Senior Conciliation Specialist, Community Relations Service
Interviewed by Julian Portilla, 2003
This rough transcript provides a text alternative to audio. We apologize for occasional errors and unintelligible sections (which are marked with ???).
A: A lot of it was basically over the use of bi-lingual versus ESL education. The two sides were really entrenched. Part of the way we got around that is we didn't talk about ESL, we talked about native language instruction. There came a point where the district was willing to entertain that. Even though they would never, in a million years, provide bi-lingual education. But if there was some need for native language instruction, they might be willing to do that.
In a case like that I did as much shuttle diplomacy between the parties when we were away from the table as I did at the actual table. Just to explore, to find out where the moveablity might be. If I found out that the district might be willing to talk about native language instruction, I'd go back to the other side and ask them if they'd be willing to talk about the issue in terms of native language instruction too. They said, "Oh, they'd never consider that." I said, "Oh, you might be right, but if they'd actually do that, where would you be willing to bend?" "Well, then we'd...," and there would be that kind of back and forth.
A:. Exactly. Some people think that manipulation is a dirty word, but there isn't a mediator that doesn't do some kind of manipulation. Some people think about manipulating as so Machiavellian, as having evil intent. But I manipulate situations to allow for success on both sides. To allow for a sense of accomplishment on both sides. For instance, if I know that one side is willing to provide some bi-lingual education, but I don't disclose that to the other side, until I see where their flexibility might be, someone would say, Silke, "you are being manipulative." Well, absolutely. Absolutely. Because I think I need to help both sides be creative in coming up with some solutions, but also to see that if they get something from the other side, that they need to show some flexibility as well. I don't think that's getting people to give up something that they don't want to give up. It's getting them to realize that there are benefits to being flexible, and that if they are flexible, then the other side might be flexible as well.

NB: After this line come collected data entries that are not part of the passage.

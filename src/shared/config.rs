use serde::{Deserialize, Serialize};
use std::path::PathBuf;
use std::time::Duration;

const DEFAULT_API_URL: &str = "http://localhost:3001";

#[derive(Debug, Clone, Serialize, Deserialize)]
pub struct AppConfig {
    pub database: DatabaseConfig,
    pub api: ApiConfig,
    pub sync: SyncConfig,
    pub cache: CacheConfig,
    pub connectivity: ConnectivityConfig,
}

#[derive(Debug, Clone, Serialize, Deserialize)]
pub struct DatabaseConfig {
    pub url: String,
    pub max_connections: u32,
    pub connection_timeout: u64,
}

#[derive(Debug, Clone, Serialize, Deserialize)]
pub struct ApiConfig {
    pub base_url: String,
    /// Seconds before an in-flight request is abandoned
    pub request_timeout: u64,
}

#[derive(Debug, Clone, Serialize, Deserialize)]
pub struct SyncConfig {
    /// Run a flush pass at startup and on every reconnect
    pub auto_sync: bool,
    /// When set, an order that fails this many times is moved to `failed`
    pub max_attempts: Option<u32>,
    #[serde(default = "default_operation_routes")]
    pub operation_routes: Vec<OperationRoute>,
}

/// Maps a queued operation type onto the endpoint that accepts it.
#[derive(Debug, Clone, Serialize, Deserialize, PartialEq, Eq)]
pub struct OperationRoute {
    pub op_type: String,
    pub path: String,
}

#[derive(Debug, Clone, Serialize, Deserialize)]
pub struct CacheConfig {
    pub storage_key: String,
    pub max_age_hours: u64,
    pub stale_time_secs: u64,
    pub gc_time_hours: u64,
    pub buster: String,
}

#[derive(Debug, Clone, Serialize, Deserialize)]
pub struct ConnectivityConfig {
    pub probe_path: String,
    pub probe_interval: u64,
    pub probe_timeout: u64,
}

impl Default for AppConfig {
    fn default() -> Self {
        Self {
            database: DatabaseConfig {
                url: default_database_url(),
                max_connections: 5,
                connection_timeout: 30,
            },
            api: ApiConfig {
                base_url: DEFAULT_API_URL.to_string(),
                request_timeout: 10,
            },
            sync: SyncConfig {
                auto_sync: true,
                max_attempts: None,
                operation_routes: default_operation_routes(),
            },
            cache: CacheConfig {
                storage_key: "query-cache".to_string(),
                max_age_hours: 24,
                stale_time_secs: 300, // 5 minutes
                gc_time_hours: 24,
                buster: String::new(),
            },
            connectivity: ConnectivityConfig {
                probe_path: "/health".to_string(),
                probe_interval: 15,
                probe_timeout: 3,
            },
        }
    }
}

impl ApiConfig {
    pub fn timeout(&self) -> Duration {
        Duration::from_secs(self.request_timeout)
    }
}

impl CacheConfig {
    pub fn max_age(&self) -> chrono::Duration {
        chrono::Duration::hours(self.max_age_hours as i64)
    }

    pub fn stale_time(&self) -> chrono::Duration {
        chrono::Duration::seconds(self.stale_time_secs as i64)
    }

    pub fn gc_time(&self) -> chrono::Duration {
        chrono::Duration::hours(self.gc_time_hours as i64)
    }
}

impl ConnectivityConfig {
    pub fn interval(&self) -> Duration {
        Duration::from_secs(self.probe_interval)
    }

    pub fn timeout(&self) -> Duration {
        Duration::from_secs(self.probe_timeout)
    }
}

impl AppConfig {
    pub fn from_env() -> Self {
        Self::from_lookup(|key| std::env::var(key).ok())
    }

    /// 環境変数の取得元を差し替えられる版（テスト用）
    pub fn from_lookup<F>(lookup: F) -> Self
    where
        F: Fn(&str) -> Option<String>,
    {
        let mut cfg = Self::default();

        if let Some(v) = lookup("LUNCH_DATABASE_URL")
            && !v.trim().is_empty()
        {
            cfg.database.url = v.trim().to_string();
        }
        if let Some(v) = lookup("LUNCH_API_URL")
            && !v.trim().is_empty()
        {
            cfg.api.base_url = v.trim().trim_end_matches('/').to_string();
        }
        if let Some(v) = lookup("LUNCH_REQUEST_TIMEOUT_SECS")
            && let Some(value) = parse_u64(&v)
        {
            cfg.api.request_timeout = value.max(1);
        }
        if let Some(v) = lookup("LUNCH_AUTO_SYNC") {
            cfg.sync.auto_sync = parse_bool(&v, cfg.sync.auto_sync);
        }
        if let Some(v) = lookup("LUNCH_SYNC_MAX_ATTEMPTS") {
            // 0 または空文字は「上限なし」
            cfg.sync.max_attempts = parse_u64(&v)
                .filter(|value| *value > 0)
                .map(|value| value.min(u32::MAX as u64) as u32);
        }
        if let Some(v) = lookup("LUNCH_CACHE_MAX_AGE_HOURS")
            && let Some(value) = parse_u64(&v)
        {
            cfg.cache.max_age_hours = value.max(1);
        }
        if let Some(v) = lookup("LUNCH_CACHE_BUSTER") {
            cfg.cache.buster = v.trim().to_string();
        }
        if let Some(v) = lookup("LUNCH_PROBE_INTERVAL_SECS")
            && let Some(value) = parse_u64(&v)
        {
            cfg.connectivity.probe_interval = value.max(1);
        }
        if let Some(v) = lookup("LUNCH_PROBE_PATH")
            && !v.trim().is_empty()
        {
            cfg.connectivity.probe_path = v.trim().to_string();
        }

        cfg
    }

    pub fn validate(&self) -> Result<(), String> {
        if self.database.max_connections == 0 {
            return Err("Database max_connections must be greater than 0".to_string());
        }
        if self.database.url.trim().is_empty() {
            return Err("Database url must not be empty".to_string());
        }
        if !(self.api.base_url.starts_with("http://") || self.api.base_url.starts_with("https://"))
        {
            return Err(format!(
                "API base_url must be an http(s) URL: {}",
                self.api.base_url
            ));
        }
        if self.api.request_timeout == 0 {
            return Err("API request_timeout must be greater than 0".to_string());
        }
        if let Some(0) = self.sync.max_attempts {
            return Err("Sync max_attempts must be greater than 0 when set".to_string());
        }
        if self.cache.storage_key.trim().is_empty() {
            return Err("Cache storage_key must not be empty".to_string());
        }
        if self.cache.max_age_hours == 0 {
            return Err("Cache max_age_hours must be greater than 0".to_string());
        }
        if !self.connectivity.probe_path.starts_with('/') {
            return Err("Connectivity probe_path must start with '/'".to_string());
        }
        if self.connectivity.probe_interval == 0 {
            return Err("Connectivity probe_interval must be greater than 0".to_string());
        }
        Ok(())
    }
}

fn default_operation_routes() -> Vec<OperationRoute> {
    vec![OperationRoute {
        op_type: "reservation.create".to_string(),
        path: "/reservations".to_string(),
    }]
}

fn default_database_url() -> String {
    let path = dirs::data_local_dir()
        .unwrap_or_else(|| PathBuf::from("./data"))
        .join("lunch-offline")
        .join("offline.db");
    format!("sqlite://{}?mode=rwc", path.display())
}

fn parse_bool(s: &str, default: bool) -> bool {
    match s.to_ascii_lowercase().as_str() {
        "1" | "true" | "yes" | "on" => true,
        "0" | "false" | "no" | "off" => false,
        _ => default,
    }
}

fn parse_u64(value: &str) -> Option<u64> {
    value.trim().parse::<u64>().ok()
}

#[cfg(test)]
mod tests {
    use super::*;
    use std::collections::HashMap;

    fn lookup_from(pairs: &[(&str, &str)]) -> impl Fn(&str) -> Option<String> {
        let map: HashMap<String, String> = pairs
            .iter()
            .map(|(k, v)| (k.to_string(), v.to_string()))
            .collect();
        move |key: &str| map.get(key).cloned()
    }

    #[test]
    fn test_defaults_are_valid() {
        let cfg = AppConfig::default();
        assert!(cfg.validate().is_ok());
        assert_eq!(cfg.api.base_url, "http://localhost:3001");
        assert_eq!(cfg.api.request_timeout, 10);
        assert_eq!(cfg.cache.max_age_hours, 24);
        assert!(cfg.sync.max_attempts.is_none());
        assert!(cfg.database.url.ends_with("offline.db?mode=rwc"));
    }

    #[test]
    fn test_from_lookup_applies_overrides() {
        let cfg = AppConfig::from_lookup(lookup_from(&[
            ("LUNCH_API_URL", "https://lunch.example.com/"),
            ("LUNCH_DATABASE_URL", "sqlite::memory:"),
            ("LUNCH_AUTO_SYNC", "off"),
            ("LUNCH_SYNC_MAX_ATTEMPTS", "5"),
            ("LUNCH_REQUEST_TIMEOUT_SECS", "0"),
            ("LUNCH_CACHE_BUSTER", " v2 "),
        ]));

        assert_eq!(cfg.api.base_url, "https://lunch.example.com");
        assert_eq!(cfg.database.url, "sqlite::memory:");
        assert!(!cfg.sync.auto_sync);
        assert_eq!(cfg.sync.max_attempts, Some(5));
        assert_eq!(cfg.api.request_timeout, 1);
        assert_eq!(cfg.cache.buster, "v2");
    }

    #[test]
    fn test_zero_max_attempts_means_unlimited() {
        let cfg = AppConfig::from_lookup(lookup_from(&[("LUNCH_SYNC_MAX_ATTEMPTS", "0")]));
        assert!(cfg.sync.max_attempts.is_none());
    }

    #[test]
    fn test_validate_rejects_bad_values() {
        let mut cfg = AppConfig::default();
        cfg.api.base_url = "localhost:3001".to_string();
        assert!(cfg.validate().is_err());

        let mut cfg = AppConfig::default();
        cfg.sync.max_attempts = Some(0);
        assert!(cfg.validate().is_err());

        let mut cfg = AppConfig::default();
        cfg.connectivity.probe_path = "health".to_string();
        assert!(cfg.validate().is_err());
    }
}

Q: It seems the timing is critical.
A: Timing is crucial, absolutely. Could I do a guidebook on how to use timing? I'm not sure that I could. Part of that is just experience, instinctive. That isn't very helpful, I recognize that. But thinking about the timing is important. Part of the strategy really is any time I present possible flexibility of one side to the other side, I always combine that with a "Okay, what can you do? What can you give?" Not a giving up, but a giving. And then I take that back. "If they were willing to contribute this, then what can you do?"